What is expected> Every line of the data that includes "metadata" should be copied out.

Excerpted data>
//! Status management.
//!
//! Computes the InnoDBCluster status from the observed state, the phase
//! and the outcome of the last execution, and publishes it through the
//! status subresource.

use kube::ResourceExt;
use tracing::debug;

use crate::controller::error::{Error, Result};
use crate::controller::executor::ExecutionReport;
use crate::controller::observed::ObservedCluster;
use crate::crd::{
    ClusterPhase, ClusterState, ClusterStatusSummary, Condition, ConditionType,
    InnoDBClusterStatus, MemberStatus,
};
use crate::store::Stores;

/// Builder for managing conditions list
///
/// A condition whose status matches the previous one keeps the previous
/// `lastTransitionTime`.
pub struct ConditionBuilder {
    previous: Vec<Condition>,
    conditions: Vec<Condition>,
}

impl ConditionBuilder {
    /// Create a builder that carries transition times over from `previous`
    pub fn new(previous: &[Condition]) -> Self {
        Self {
            previous: previous.to_vec(),
            conditions: Vec::new(),
        }
    }

    /// Add or update a condition
    pub fn set(&mut self, mut condition: Condition) -> &mut Self {
        if let Some(prev) = self
            .previous
            .iter()
            .find(|c| c.r#type == condition.r#type && c.status == condition.status)
        {
            condition.last_transition_time = prev.last_transition_time.clone();
        }
        // Find and replace existing condition of same type
        if let Some(existing) = self
            .conditions
            .iter_mut()
            .find(|c| c.r#type == condition.r#type)
        {
            *existing = condition;
        } else {
            self.conditions.push(condition);
        }
        self
    }

    /// Set a condition from its parts
    pub fn condition(
        &mut self,
        condition_type: ConditionType,
        status: bool,
        reason: &str,
        message: &str,
        generation: Option<i64>,
    ) -> &mut Self {
        self.set(Condition::new(
            condition_type,
            status,
            reason,
            message,
            generation,
        ))
    }

    /// Build the conditions list
    pub fn build(self) -> Vec<Condition> {
        self.conditions
    }
}

/// Find a condition by type
pub fn find_condition(conditions: &[Condition], condition_type: ConditionType) -> Option<&Condition> {
    let wanted = condition_type.to_string();
    conditions.iter().find(|c| c.r#type == wanted)
}

/// Check if a condition type is true
pub fn is_condition_true(conditions: &[Condition], condition_type: ConditionType) -> bool {
    find_condition(conditions, condition_type).is_some_and(Condition::is_true)
}

/// Cluster-wide state for a phase and online member count.
pub fn cluster_state(phase: ClusterPhase, online: i32) -> ClusterState {
    match phase {
        ClusterPhase::Deleting | ClusterPhase::Deleted => ClusterState::Finalizing,
        ClusterPhase::Initializing => ClusterState::Initializing,
        _ if online == 0 => ClusterState::Offline,
        ClusterPhase::Degraded => ClusterState::Degraded,
        _ => ClusterState::Online,
    }
}

/// Inputs to status computation besides the observed state.
#[derive(Clone, Copy, Debug)]
pub struct StatusInput<'a> {
    pub phase: ClusterPhase,
    /// Validation message when the spec is invalid
    pub spec_error: Option<&'a str>,
    pub report: &'a ExecutionReport,
}

/// Compute the status to publish for `observed`.
pub fn compute_status(observed: &ObservedCluster, input: StatusInput<'_>) -> InnoDBClusterStatus {
    let cluster = &observed.cluster;
    let previous = cluster.status.clone().unwrap_or_default();
    let generation = cluster.metadata.generation;
    let desired = cluster.spec.instances;
    let online = observed.online_count(desired);
    let phase = input.phase;

    let members = observed
        .members
        .values()
        .map(|m| MemberStatus {
            name: m.name.clone(),
            ordinal: m.ordinal,
            role: m.role,
            ready: m.ready,
        })
        .collect();

    let mut conditions = ConditionBuilder::new(&previous.conditions);
    if phase == ClusterPhase::Stable {
        conditions.condition(
            ConditionType::Ready,
            true,
            "AllMembersOnline",
            &format!("{online}/{desired} members online"),
            generation,
        );
    } else {
        conditions.condition(
            ConditionType::Ready,
            false,
            &phase.to_string(),
            &format!("{online}/{desired} members online"),
            generation,
        );
    }

    let progressing = matches!(
        phase,
        ClusterPhase::Initializing
            | ClusterPhase::Growing
            | ClusterPhase::Shrinking
            | ClusterPhase::Deleting
    );
    conditions.condition(
        ConditionType::Progressing,
        progressing,
        &phase.to_string(),
        if progressing {
            "Reconciling toward desired topology"
        } else {
            "No reconciliation in progress"
        },
        generation,
    );

    let failed_members: Vec<&str> = observed
        .members
        .values()
        .filter(|m| !m.ready && !m.deleting)
        .map(|m| m.name.as_str())
        .collect();
    if phase == ClusterPhase::Degraded {
        conditions.condition(
            ConditionType::Degraded,
            true,
            "MemberFailure",
            &format!("Members not ready: {}", failed_members.join(", ")),
            generation,
        );
    } else {
        conditions.condition(
            ConditionType::Degraded,
            false,
            "MembersHealthy",
            "No member failing",
            generation,
        );
    }

    let action_failures: Vec<String> = input
        .report
        .failed
        .iter()
        .filter(|f| !f.quorum_risk)
        .map(|f| format!("{}: {}", f.action, f.error))
        .collect();
    if action_failures.is_empty() {
        conditions.condition(
            ConditionType::ActionFailed,
            false,
            "NoFailures",
            "All actions succeeded",
            generation,
        );
    } else {
        conditions.condition(
            ConditionType::ActionFailed,
            true,
            "RetriesExhausted",
            &action_failures.join("; "),
            generation,
        );
    }

    if input.report.quorum_blocked() {
        let reason = if observed.is_deleting() {
            "PendingDelete"
        } else {
            "ScaleDownBlocked"
        };
        let message = input
            .report
            .failed
            .iter()
            .find(|f| f.quorum_risk)
            .map(|f| f.error.clone())
            .unwrap_or_default();
        conditions.condition(ConditionType::QuorumAtRisk, true, reason, &message, generation);
    } else {
        conditions.condition(
            ConditionType::QuorumAtRisk,
            false,
            "QuorumSafe",
            "Group keeps a majority online",
            generation,
        );
    }

    match input.spec_error {
        Some(message) => conditions.condition(
            ConditionType::SpecInvalid,
            true,
            "ValidationFailed",
            message,
            generation,
        ),
        None => conditions.condition(
            ConditionType::SpecInvalid,
            false,
            "Valid",
            "Spec is valid",
            generation,
        ),
    };

    InnoDBClusterStatus {
        cluster: Some(ClusterStatusSummary {
            status: cluster_state(phase, online),
            online_instances: online,
        }),
        version: Some(cluster.spec.server_version()),
        phase,
        members,
        conditions: conditions.build(),
        observed_generation: generation,
        create_time: previous
            .create_time
            .or_else(|| Some(jiff::Timestamp::now().to_string())),
    }
}

/// Write `status` to the cluster's status subresource.
///
/// Re-reads the cluster and retries on conflict. Skips the write when the
/// stored status already matches. A cluster that disappeared is not an
/// error. Returns whether a write happened.
pub async fn publish_status(
    stores: &Stores,
    namespace: &str,
    name: &str,
    status: &InnoDBClusterStatus,
    attempts: u32,
) -> Result<bool> {
    for attempt in 1..=attempts {
        let mut cluster = match stores.clusters.get(namespace, name).await {
            Ok(c) => c,
            Err(e) if e.is_not_found() => return Ok(false),
            Err(e) => return Err(e),
        };
        if cluster.status.as_ref() == Some(status) {
            return Ok(false);
        }
        cluster.status = Some(status.clone());
        match stores.clusters.replace_status(&cluster).await {
            Ok(_) => {
                debug!(cluster = %cluster.name_any(), phase = %status.phase, "Status updated");
                return Ok(true);
            }
            Err(e) if e.is_conflict() => {
                debug!(cluster = %name, attempt, "Status write conflict, re-fetching");
            }
            Err(e) if e.is_not_found() => return Ok(false),
            Err(e) => return Err(e),
        }
    }
    Err(Error::ConflictExhausted {
        kind: "InnoDBCluster".to_string(),
        name: name.to_string(),
        attempts,
    })
}
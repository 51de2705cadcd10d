//! Observed-state collection.
//!
//! Snapshots everything the diff engine needs about one cluster: the root
//! resource, its member pods keyed by ordinal, the router replica set, the
//! services, and the group's view of each member. Collection only reads.

use std::collections::{BTreeMap, BTreeSet};

use k8s_openapi::api::core::v1::Pod;
use kube::ResourceExt;
use tracing::debug;

use crate::controller::common::{has_finalizer, is_pod_ready, is_terminating, not_ready_since};
use crate::controller::error::Result;
use crate::crd::{InnoDBCluster, MemberRole};
use crate::group::{GroupAdmin, MemberState};
use crate::resources::common::{
    CLUSTER_FINALIZER, MEMBERSHIP_FINALIZER, member_selector, parse_ordinal, router_name,
};
use crate::resources::services::ServiceKind;
use crate::store::{ObjectKey, Stores};

/// One member pod as observed.
#[derive(Clone, Debug, PartialEq)]
pub struct ObservedMember {
    pub ordinal: i32,
    pub name: String,
    pub labels: BTreeMap<String, String>,
    pub has_membership_finalizer: bool,
    /// Deletion requested
    pub deleting: bool,
    /// Pod reports Ready
    pub ready: bool,
    /// When the pod last became not ready, `None` while ready
    pub not_ready_since: Option<jiff::Timestamp>,
    pub role: MemberRole,
    /// Group still lists the member
    pub in_group: bool,
}

impl ObservedMember {
    /// Build from a pod and the group's view of it.
    pub fn from_pod(ordinal: i32, pod: &Pod, state: MemberState) -> Self {
        Self {
            ordinal,
            name: pod.name_any(),
            labels: pod.labels().clone(),
            has_membership_finalizer: has_finalizer(&pod.metadata, MEMBERSHIP_FINALIZER),
            deleting: is_terminating(&pod.metadata),
            ready: is_pod_ready(pod),
            not_ready_since: not_ready_since(pod),
            role: state.role,
            in_group: state.in_group,
        }
    }

    /// Live, ready and part of the group.
    pub fn is_online(&self) -> bool {
        self.ready && !self.deleting && self.in_group
    }
}

/// The router replica set as observed.
#[derive(Clone, Copy, Debug, PartialEq, Eq)]
pub struct ObservedRouter {
    pub replicas: i32,
    pub ready_replicas: i32,
    pub deleting: bool,
}

/// Snapshot of one cluster and everything it owns.
#[derive(Clone, Debug)]
pub struct ObservedCluster {
    pub cluster: InnoDBCluster,
    pub members: BTreeMap<i32, ObservedMember>,
    pub router: Option<ObservedRouter>,
    pub services: BTreeSet<ServiceKind>,
}

impl ObservedCluster {
    pub fn name(&self) -> String {
        self.cluster.name_any()
    }

    pub fn namespace(&self) -> String {
        self.cluster.namespace().unwrap_or_default()
    }

    pub fn has_cluster_finalizer(&self) -> bool {
        has_finalizer(&self.cluster.metadata, CLUSTER_FINALIZER)
    }

    /// Deletion of the cluster has been requested.
    pub fn is_deleting(&self) -> bool {
        is_terminating(&self.cluster.metadata)
    }

    /// Online members among ordinals `0..instances`.
    ///
    /// Surplus members awaiting removal are not counted, so the result
    /// never exceeds `instances`.
    pub fn online_count(&self, instances: i32) -> i32 {
        self.members
            .range(..instances.max(0))
            .filter(|(_, m)| m.is_online())
            .count() as i32
    }
}

/// Collect the observed state of the cluster at `key`.
///
/// Fails with `NotFound` if the cluster itself is absent. A missing router
/// replica set or service is recorded as absent.
pub async fn collect(
    stores: &Stores,
    group: &dyn GroupAdmin,
    key: &ObjectKey,
) -> Result<ObservedCluster> {
    let cluster = stores.clusters.get(&key.namespace, &key.name).await?;

    let pods: Vec<Pod> = stores
        .pods
        .list(&key.namespace, &member_selector(&key.name))
        .await?
        .into_iter()
        .filter(|p| parse_ordinal(&key.name, &p.name_any()).is_some())
        .collect();
    let states = group.member_states(&cluster, &pods).await?;

    let members = pods
        .iter()
        .filter_map(|pod| {
            let ordinal = parse_ordinal(&key.name, &pod.name_any())?;
            let state = states.get(&pod.name_any()).copied().unwrap_or_default();
            Some((ordinal, ObservedMember::from_pod(ordinal, pod, state)))
        })
        .collect();

    let router = match stores
        .replica_sets
        .get(&key.namespace, &router_name(&key.name))
        .await
    {
        Ok(rs) => Some(ObservedRouter {
            replicas: rs.spec.as_ref().and_then(|s| s.replicas).unwrap_or(0),
            ready_replicas: rs.status.as_ref().and_then(|s| s.ready_replicas).unwrap_or(0),
            deleting: is_terminating(&rs.metadata),
        }),
        Err(e) if e.is_not_found() => None,
        Err(e) => return Err(e),
    };

    let mut services = BTreeSet::new();
    for kind in ServiceKind::ALL {
        match stores
            .services
            .get(&key.namespace, &kind.service_name(&key.name))
            .await
        {
            Ok(_) => {
                services.insert(kind);
            }
            Err(e) if e.is_not_found() => {}
            Err(e) => return Err(e),
        }
    }

    let observed = ObservedCluster {
        cluster,
        members,
        router,
        services,
    };
    debug!(
        cluster = %key,
        members = observed.members.len(),
        online = observed.online_count(observed.cluster.spec.instances),
        router = ?observed.router,
        "Collected observed state"
    );
    Ok(observed)
}
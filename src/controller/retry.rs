//! Retry with exponential backoff and jitter.
//!
//! Every action the executor applies runs through [`retry_with_backoff`].
//! Only errors classified as retryable (`Error::is_retryable`) are retried;
//! anything else returns on the first failure so the caller can decide.

use std::time::Duration;

use rand::Rng;
use tracing::{error, warn};

use crate::controller::error::Error;

/// Backoff configuration for operations that may fail transiently.
#[derive(Clone, Debug)]
pub struct RetryConfig {
    /// Maximum number of attempts, including the first
    pub max_attempts: u32,
    /// Delay before the first retry
    pub initial_delay: Duration,
    /// Upper bound for any single delay
    pub max_delay: Duration,
    /// Multiplier for exponential backoff
    pub backoff_multiplier: f64,
}

impl Default for RetryConfig {
    fn default() -> Self {
        Self {
            max_attempts: 5,
            initial_delay: Duration::from_millis(100),
            max_delay: Duration::from_secs(30),
            backoff_multiplier: 2.0,
        }
    }
}

impl RetryConfig {
    /// Create a config with a maximum number of attempts
    pub fn with_max_attempts(attempts: u32) -> Self {
        Self {
            max_attempts: attempts.max(1),
            ..Default::default()
        }
    }

    /// Un-jittered delay after `failures` consecutive failures.
    pub fn delay_for(&self, failures: u32) -> Duration {
        let exponent = failures.saturating_sub(1).min(32) as i32;
        let secs = self.initial_delay.as_secs_f64() * self.backoff_multiplier.powi(exponent);
        Duration::from_secs_f64(secs.min(self.max_delay.as_secs_f64()))
    }
}

/// Scale a delay by a random factor in `[0.5, 1.5)`.
pub fn jitter(delay: Duration) -> Duration {
    let factor = rand::rng().random_range(0.5..1.5);
    Duration::from_secs_f64(delay.as_secs_f64() * factor)
}

/// Execute an async operation with exponential backoff and jitter.
///
/// Returns the first success, the first non-retryable error, or the last
/// error once `max_attempts` is exhausted.
pub async fn retry_with_backoff<F, Fut, T>(
    config: &RetryConfig,
    operation_name: &str,
    mut operation: F,
) -> Result<T, Error>
where
    F: FnMut() -> Fut,
    Fut: std::future::Future<Output = Result<T, Error>>,
{
    let mut attempt = 0u32;

    loop {
        attempt += 1;

        match operation().await {
            Ok(result) => return Ok(result),
            Err(e) if !e.is_retryable() => return Err(e),
            Err(e) => {
                if attempt >= config.max_attempts {
                    error!(
                        operation = %operation_name,
                        attempt = attempt,
                        error = %e,
                        "Operation failed after max retries"
                    );
                    return Err(e);
                }

                let delay = jitter(config.delay_for(attempt));
                warn!(
                    operation = %operation_name,
                    attempt = attempt,
                    error = %e,
                    delay_ms = delay.as_millis(),
                    "Operation failed, retrying"
                );
                tokio::time::sleep(delay).await;
            }
        }
    }
}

Answer to the problem>
    let generation = cluster.metadata.generation;
            has_membership_finalizer: has_finalizer(&pod.metadata, MEMBERSHIP_FINALIZER),
            deleting: is_terminating(&pod.metadata),
        has_finalizer(&self.cluster.metadata, CLUSTER_FINALIZER)
        is_terminating(&self.cluster.metadata)
            deleting: is_terminating(&rs.metadata),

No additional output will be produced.